:: Available data ::

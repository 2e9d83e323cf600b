use std::path::{Component, Path, PathBuf};

/// Renders a path for log and error messages, preferring the canonical form and
/// falling back to a lexically normalized absolute path when the target is gone.
pub fn best_effort_path_display(path: &Path) -> String {
    if let Ok(canonical) = path.canonicalize() {
        return canonical.display().to_string();
    }

    lexical_absolute(path).display().to_string()
}

/// Absolute form of `path` with `.` and `..` resolved lexically. Symlinks are
/// not followed, so the result is comparable with paths joined onto a root.
pub fn lexical_absolute(path: &Path) -> PathBuf {
    let absolute = if path.is_absolute() {
        path.to_path_buf()
    } else {
        std::env::current_dir()
            .map(|current_dir| current_dir.join(path))
            .unwrap_or_else(|_| path.to_path_buf())
    };

    normalize_path(&absolute)
}

fn normalize_path(path: &Path) -> PathBuf {
    let mut components = Vec::new();

    for component in path.components() {
        match component {
            Component::CurDir => {}
            Component::ParentDir => {
                if !matches!(components.last(), None | Some(Component::RootDir)) {
                    components.pop();
                }
            }
            _ => components.push(component),
        }
    }

    components.iter().collect()
}

pub trait PathExt {
    fn best_effort_path_display(&self) -> String;

    /// Plain name segments of a relative record path. `.`, leading `/` and
    /// prefixes carry no tree position and are dropped.
    fn name_segments(&self) -> Vec<String>;

    /// Segments joined with `/`, the key format used by persisted records.
    fn record_key(&self) -> String {
        self.name_segments().join("/")
    }
}

impl PathExt for Path {
    fn best_effort_path_display(&self) -> String {
        best_effort_path_display(self)
    }

    fn name_segments(&self) -> Vec<String> {
        self.components()
            .filter_map(|component| match component {
                Component::Normal(name) => Some(name.to_string_lossy().into_owned()),
                _ => None,
            })
            .collect()
    }
}

impl PathExt for PathBuf {
    fn best_effort_path_display(&self) -> String {
        self.as_path().best_effort_path_display()
    }

    fn name_segments(&self) -> Vec<String> {
        self.as_path().name_segments()
    }
}

impl PathExt for str {
    fn best_effort_path_display(&self) -> String {
        Path::new(self).best_effort_path_display()
    }

    fn name_segments(&self) -> Vec<String> {
        Path::new(self).name_segments()
    }
}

:::

For each line in the material above that contains the string "PathExt", make a copy.

pub trait PathExt {
impl PathExt for Path {
impl PathExt for PathBuf {
impl PathExt for str {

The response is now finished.